El supercoronel Lugo
S i el gobierno rojo actúa como es previsible, el 11 de mayo podría ser declarado festivo. Algo así como el Día del Militar Revolucionario. Porque en el transcurso del miércoles un coronel (aunque otros dicen que es un comandante) de la Guardia Nacional, el coronel Lugo se supone, escenificó lo que mirado inocentemente no pasa de una rabieta arrogante de un guapo y apoyado; desde el fanatismo propio de los rojos puede considerarse un acto heroico y desde una análisis político serio, un gesto preocupante de indisciplina militar.
El miércoles fue un día de manifestaciones de protesta en todo el país para exigirle al Consejo Nacional Electoral que cumpla con el mandato de convocar el referendo revocatorio. También de vejaciones y violencia oficial. En Caracas un grupo de manifestantes, entre quienes se encontraba Diego Hernández, fue confrontado por un piquete de efectivos de la Guardia Nacional que le impidió el paso en los alrededores de la Plaza Venezuela. Pero los activistas no se amilanaron y, en un ardid genial, tomaron por un vado verde y lograron llegar a la autopista Francisco Fajardo. Allí los detuvo otro piquete, esta vez más numeroso, y les impidió continuar.
Fue entonces cuando Diego Hernández decidió adelantarse hasta llegar a las puertas de la sede del Consejo Nacional Electoral. Allí se apostó, solo, con un pequeño cartel que rezaba: «¡Revocatorio ya!«. El coronel (o comandante) Lugo lo avistó y como un Superman tercermundista voló hacia el joven. Le arrebató de sus manos el cartel. Lo rompió con ira, como Savonarola ante un pecado mortal. Les ordenó a los guardias nacionales presentes que levantaran un informe y lo acusaran de agredir a un uniformado y de resistirse a la autoridad. Y así Diego, el anatema, terminó esposado y bajo custodia en los predios del CNE.
Eso fue lo que contó al día siguiente en el programa de radio conducido por César Miguel Rondón, un pana «duro de callar», como dice un vecino. Si fuese una película oficialista, hecha en la Villa del Cine, la escena terminaría con el coronel Lugo subiendo marcialmente por las conocidas rampas del CNE, mientras Así habló Zaratustra de Strauss suena al fondo, camino de la oficina de esa dama de la imparcialidad llamada Tibisay Lucena, la presidenta del organismo electoral, a quien le entrega como trofeo de guerra los restos mortales del cartelito traidor a la patria.
El coronel dice: «Misión cumplida», saluda militarmente a la comandante, gira 180 grados, levanta la pierna derecha y se retira con una sonrisa de satisfacción.
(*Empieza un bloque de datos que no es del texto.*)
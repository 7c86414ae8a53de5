use std::path::Path;

use anyhow::Context;
use hound::WavReader;
use tokio::process::Command;

pub fn wav_duration_seconds(path: &Path) -> anyhow::Result<f64> {
    let reader = WavReader::open(path)?;
    let spec = reader.spec();
    let samples = reader.len();
    let frames = samples as f64 / spec.channels as f64;
    let duration = frames / spec.sample_rate as f64;
    Ok(duration)
}

pub async fn probe_duration_seconds(path: &Path) -> anyhow::Result<f64> {
    let output = Command::new("ffprobe")
        .args([
            "-v",
            "error",
            "-show_entries",
            "format=duration",
            "-of",
            "default=noprint_wrappers=1:nokey=1",
        ])
        .arg(path)
        .output()
        .await
        .with_context(|| format!("Failed to run ffprobe for {}", path.display()))?;

    if !output.status.success() {
        anyhow::bail!(
            "ffprobe failed for {}: {}",
            path.display(),
            String::from_utf8_lossy(&output.stderr).trim()
        );
    }

    String::from_utf8_lossy(&output.stdout)
        .trim()
        .parse::<f64>()
        .context("Failed to parse ffprobe duration")
}

/// Length of an audio file: WAV headers are read directly, everything else goes through ffprobe.
pub async fn audio_duration_seconds(path: &Path) -> anyhow::Result<f64> {
    let is_wav = path
        .extension()
        .is_some_and(|ext| ext.eq_ignore_ascii_case("wav"));
    let duration = if is_wav {
        wav_duration_seconds(path)?
    } else {
        probe_duration_seconds(path).await?
    };
    if !(duration.is_finite() && duration > 0.0) {
        anyhow::bail!("{} has no playable audio", path.display());
    }
    Ok(duration)
}

#[cfg(test)]
mod tests {
    use super::*;
    use hound::{SampleFormat, WavSpec, WavWriter};
    use tempfile::TempDir;

    fn write_wav(path: &Path, seconds: f64, channels: u16) {
        let spec = WavSpec {
            channels,
            sample_rate: 22050,
            bits_per_sample: 16,
            sample_format: SampleFormat::Int,
        };
        let mut writer = WavWriter::create(path, spec).unwrap();
        let frames = (seconds * 22050.0) as usize;
        for _ in 0..frames * channels as usize {
            writer.write_sample(0i16).unwrap();
        }
        writer.finalize().unwrap();
    }

    #[test]
    fn wav_duration_accounts_for_channels() {
        let dir = TempDir::new().unwrap();
        let mono = dir.path().join("mono.wav");
        let stereo = dir.path().join("stereo.wav");
        write_wav(&mono, 1.5, 1);
        write_wav(&stereo, 1.5, 2);

        assert!((wav_duration_seconds(&mono).unwrap() - 1.5).abs() < 1e-3);
        assert!((wav_duration_seconds(&stereo).unwrap() - 1.5).abs() < 1e-3);
    }

    #[tokio::test]
    async fn wav_files_skip_ffprobe() {
        let dir = TempDir::new().unwrap();
        let path = dir.path().join("narration_000.WAV");
        write_wav(&path, 0.5, 1);
        let duration = audio_duration_seconds(&path).await.unwrap();
        assert!((duration - 0.5).abs() < 1e-3);
    }

    #[tokio::test]
    async fn empty_wav_is_rejected() {
        let dir = TempDir::new().unwrap();
        let path = dir.path().join("silent.wav");
        write_wav(&path, 0.0, 1);
        assert!(audio_duration_seconds(&path).await.is_err());
    }
}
Piensa para sí mismo que él sólo, con sus propias manos, arriesgando su vida ante la ferocidad de un representante de la oligarquía, ha salvado a la nación de una amenaza.
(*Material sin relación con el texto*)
use std::fmt;
use std::path::{Path, PathBuf};
use std::sync::Arc;

use async_trait::async_trait;
use chrono::{Local, NaiveDateTime, NaiveTime};
use tokio::sync::Mutex;
use tracing::{error, info, warn};

use crate::assemble::Assembler;
use crate::config::{Config, DeliveryMode};
use crate::delivery::{Deliverer, DeliveryManifest};
use crate::ffmpeg::MediaEncoder;
use crate::llm::TextGenerator;
use crate::picker::Picker;
use crate::publish::{self, VideoMetadata};
use crate::render::{BODY_BACKGROUND, CTA_BACKGROUND, HOOK_BACKGROUND, SegmentRenderer};
use crate::retention;
use crate::scheduler::{Cadence, Job, Scheduler};
use crate::script::{Script, ScriptComposer};
use crate::still::StillComposer;
use crate::topics::{FALLBACK_TOPICS, TopicSource};
use crate::tts::SpeechSynthesizer;

/// External capabilities the pipeline drives.
pub struct Backends {
    pub generator: Option<Arc<dyn TextGenerator>>,
    pub tts: Arc<dyn SpeechSynthesizer>,
    pub encoder: Arc<dyn MediaEncoder>,
}

/// Mutable per-run state; holding its lock also keeps pipeline runs from overlapping.
struct RunState {
    composer: ScriptComposer,
    picker: Picker,
}

pub struct VideoAgent {
    config: Config,
    topics: TopicSource,
    tts: Arc<dyn SpeechSynthesizer>,
    encoder: Arc<dyn MediaEncoder>,
    deliverer: Option<Deliverer>,
    state: Mutex<RunState>,
}

impl VideoAgent {
    pub fn new(config: Config, backends: Backends) -> Self {
        let topics = TopicSource::new(config.feeds.clone(), config.keywords.clone());
        let composer = ScriptComposer::new(backends.generator, Picker::new(config.random_seed));
        let picker = Picker::new(config.random_seed.map(|s| s.wrapping_add(1)));
        let deliverer = match config.delivery {
            DeliveryMode::TransferSh => Some(Deliverer::new(config.transfer_sh_url.clone())),
            DeliveryMode::Local => None,
        };
        Self {
            config,
            topics,
            tts: backends.tts,
            encoder: backends.encoder,
            deliverer,
            state: Mutex::new(RunState { composer, picker }),
        }
    }

    pub fn config(&self) -> &Config {
        &self.config
    }

    /// One full pipeline pass. Returns the finished video, or `None` when no video could be produced.
    pub async fn create_video(&self, topic: Option<&str>, length: Option<u32>) -> Option<PathBuf> {
        let mut state = self.state.lock().await;
        let length = length.unwrap_or(self.config.video_length);

        info!("Researching trending topics");
        let trending = self.topics.fetch_topics().await;
        let topic = match topic
            .map(str::to_string)
            .or_else(|| self.config.default_topic.clone())
        {
            Some(topic) => topic,
            None => state
                .picker
                .pick(&trending)
                .cloned()
                .unwrap_or_else(|| FALLBACK_TOPICS[0].to_string()),
        };
        info!("Selected topic: {}", topic);

        let script = state.composer.compose(&topic, length).await;
        info!(
            "Script ready: {} body segments, {}s",
            script.segments.len(),
            script.total_duration
        );

        let stamp = Local::now().format("%Y%m%d_%H%M%S").to_string();
        let (name, run_dir) =
            match claim_run_dir(&self.config.temp_dir, &self.config.output_dir, &stamp).await {
                Ok(claimed) => claimed,
                Err(e) => {
                    error!("Cannot create work directory in {}: {}", self.config.temp_dir.display(), e);
                    return None;
                }
            };

        let output = self.config.output_dir.join(format!("video_{}.mp4", name));
        let produced = self.render_and_assemble(&script, &run_dir, &output).await;
        remove_dir_quietly(&run_dir).await;
        if !produced {
            error!("Video creation failed");
            return None;
        }
        info!("Video created: {}", output.display());

        let metadata = VideoMetadata::new(&topic, script, &output);
        if let Err(e) = publish::write_metadata(&output, &metadata) {
            warn!("{:#}", e);
        }
        let instructions =
            match publish::write_upload_instructions(&output, &metadata, self.config.upload_time) {
                Ok(path) => Some(path),
                Err(e) => {
                    warn!("{:#}", e);
                    None
                }
            };

        if let Some(deliverer) = &self.deliverer {
            self.deliver(deliverer, &output, instructions.as_deref()).await;
        }

        if self.config.cleanup_old_files {
            retention::retain(&self.config.output_dir, self.config.keep_video_count);
        }

        info!("Video ready for manual upload: {}", output.display());
        Some(output)
    }

    async fn render_and_assemble(
        &self,
        script: &Script,
        run_dir: &Path,
        output: &Path,
    ) -> bool {
        let stills = StillComposer::new(self.config.width, self.config.height);
        let mut renderer = SegmentRenderer::new(
            Arc::clone(&self.tts),
            Arc::clone(&self.encoder),
            stills,
            run_dir,
        )
        .with_cooldown(self.config.tts_cooldown);

        let body = script.segments.iter().take(self.config.max_body_segments);
        if script.segments.len() > self.config.max_body_segments {
            info!(
                "Rendering {} of {} body segments",
                self.config.max_body_segments,
                script.segments.len()
            );
        }
        let plan = std::iter::once((&script.hook, HOOK_BACKGROUND))
            .chain(body.map(|s| (s, BODY_BACKGROUND)))
            .chain(std::iter::once((&script.call_to_action, CTA_BACKGROUND)));

        let mut clips = Vec::new();
        for (segment, background) in plan {
            match renderer.render(segment, background).await {
                Some(clip) => clips.push(clip),
                None => warn!("Skipping segment: {}", segment.text),
            }
        }

        Assembler::new(Arc::clone(&self.encoder), run_dir)
            .assemble(clips, output)
            .await
    }

    async fn deliver(&self, deliverer: &Deliverer, video: &Path, instructions: Option<&Path>) {
        info!("Delivering files via transfer.sh");
        let video_url = deliverer.deliver(video).await;
        let instructions_url = match instructions {
            Some(path) => deliverer.deliver(path).await,
            None => None,
        };

        let manifest = DeliveryManifest {
            video_file: video.to_path_buf(),
            video_url,
            instructions_file: instructions
                .map(Path::to_path_buf)
                .unwrap_or_else(|| publish::sibling_path(video, "_upload_instructions.txt")),
            instructions_url,
            created_at: Local::now(),
        };
        let manifest_path = publish::sibling_path(video, "_delivery.json");
        match manifest.write(&manifest_path) {
            Ok(()) => info!("Delivery manifest saved: {}", manifest_path.display()),
            Err(e) => warn!("{:#}", e),
        }
        if let Some(url) = &manifest.video_url {
            info!("Video download URL: {}", url);
        }
        if let Some(url) = &manifest.instructions_url {
            info!("Instructions download URL: {}", url);
        }
    }

    /// Reads the output directory; no side effects.
    pub fn status(&self) -> Status {
        let mut videos: Vec<(PathBuf, std::time::SystemTime)> = std::fs::read_dir(&self.config.output_dir)
            .into_iter()
            .flatten()
            .flatten()
            .map(|e| e.path())
            .filter(|p| p.extension().is_some_and(|e| e.eq_ignore_ascii_case("mp4")))
            .filter_map(|p| {
                let modified = p.metadata().and_then(|m| m.modified()).ok()?;
                Some((p, modified))
            })
            .collect();
        videos.sort_by(|a, b| b.1.cmp(&a.1));

        let now = Local::now().naive_local();
        Status {
            video_count: videos.len(),
            latest: videos.into_iter().next().map(|(p, _)| p),
            output_dir: self.config.output_dir.clone(),
            cadence: self.config.cadence,
            upload_time: self.config.upload_time,
            next_run: crate::scheduler::next_occurrence(self.config.upload_time, now),
        }
    }
}

#[derive(Debug, Clone)]
pub struct Status {
    pub video_count: usize,
    pub latest: Option<PathBuf>,
    pub output_dir: PathBuf,
    pub cadence: Cadence,
    pub upload_time: NaiveTime,
    pub next_run: NaiveDateTime,
}

impl fmt::Display for Status {
    fn fmt(&self, f: &mut fmt::Formatter<'_>) -> fmt::Result {
        writeln!(f, "Videos created: {} (in {})", self.video_count, self.output_dir.display())?;
        match &self.latest {
            Some(latest) => writeln!(f, "Latest video: {}", latest.display())?,
            None => writeln!(f, "Latest video: none")?,
        }
        writeln!(
            f,
            "Schedule: {} at {}",
            self.cadence,
            self.upload_time.format("%H:%M")
        )?;
        write!(f, "Next run: {}", self.next_run.format("%Y-%m-%d %H:%M"))
    }
}

/// Scheduler job that runs one pipeline pass.
pub struct CreateVideoJob {
    agent: Arc<VideoAgent>,
}

impl CreateVideoJob {
    pub fn new(agent: Arc<VideoAgent>) -> Self {
        Self { agent }
    }
}

#[async_trait]
impl Job for CreateVideoJob {
    fn name(&self) -> &str {
        "create_video"
    }

    async fn run(&self) {
        match self.agent.create_video(None, None).await {
            Some(path) => {
                info!("Video ready for manual upload: {}", path.display());
                info!("Next video will be created at the next scheduled time");
            }
            None => error!("Scheduled video creation failed"),
        }
    }
}

/// Schedules the pipeline, runs one pass right away, then polls until Ctrl-C.
pub async fn run_automated(agent: Arc<VideoAgent>) -> anyhow::Result<()> {
    let config = agent.config();
    let mut scheduler = Scheduler::new(config.cadence, config.upload_time);
    let job = Arc::new(CreateVideoJob::new(Arc::clone(&agent)));
    let next = scheduler.schedule(job.clone()).await;
    info!("Next scheduled run: {}", next);

    info!("Creating first video immediately");
    job.run().await;

    scheduler.start();
    info!("Automated mode running; press Ctrl-C to stop");
    tokio::signal::ctrl_c().await?;
    info!("Shutdown requested");
    scheduler.stop().await;
    Ok(())
}

/// Picks `stamp`, or `stamp_2`, `stamp_3`, ... when a video or work directory already uses it,
/// and creates the matching `run_<name>` directory.
async fn claim_run_dir(temp_dir: &Path, output_dir: &Path, stamp: &str) -> std::io::Result<(String, PathBuf)> {
    tokio::fs::create_dir_all(temp_dir).await?;
    let mut attempt = 1u32;
    loop {
        let name = if attempt == 1 {
            stamp.to_string()
        } else {
            format!("{}_{}", stamp, attempt)
        };
        attempt += 1;

        if output_dir.join(format!("video_{}.mp4", name)).exists() {
            continue;
        }
        let run_dir = temp_dir.join(format!("run_{}", name));
        match tokio::fs::create_dir(&run_dir).await {
            Ok(()) => return Ok((name, run_dir)),
            Err(e) if e.kind() == std::io::ErrorKind::AlreadyExists => continue,
            Err(e) => return Err(e),
        }
    }
}

async fn remove_dir_quietly(dir: &Path) {
    if let Err(e) = tokio::fs::remove_dir_all(dir).await {
        if e.kind() != std::io::ErrorKind::NotFound {
            warn!("Could not remove work directory {}: {}", dir.display(), e);
        }
    }
}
Aunque no es para reírse. Este tipo de «héroes» abundan en este período amargo de nuestra historia. Recordemos la oficial aquella que aporreaba una y otra vez con su casco, hasta fracturarle los pómulos, a una manifestante en los sucesos de febrero de 2014. O aquella otra que tomó por el cabello a otra manifestante en enero de 2003 debajo del elevado de la avenida Libertador, la lanzó al piso y estuvo pateándola por minutos permitiendo varias grabaciones que se hicieron virales. O el general Acosta Carlés eructando desafiante frente a las cámaras de televisión luego de beberse a lo bestia un refresco en el allanamiento a un depósito de Empresas Polar cuando el paro cívico de 2002-2003.
¿De dónde el plus de iracundia y desprecio? ¿Por qué un oficial tiene que degradar sus funciones actuando como un malandro poseído por el crack? ¿Se trata de una estrategia cubana para amedrentar? ¿Están tan rabiosos, odian tanto a los demócratas, que no pueden contenerse? ¿O será solo un asunto de ganar puntos para el ascenso pendiente?
Lo interesante es que Diego, al final de la entrevista, le confesó a Rondón que los guardias nacionales rasos lo habían tratado muy bien, incluso le habían dado comida y lo había felicitado por su protesta cívica. «Parece que los malos son los jefes», concluyó.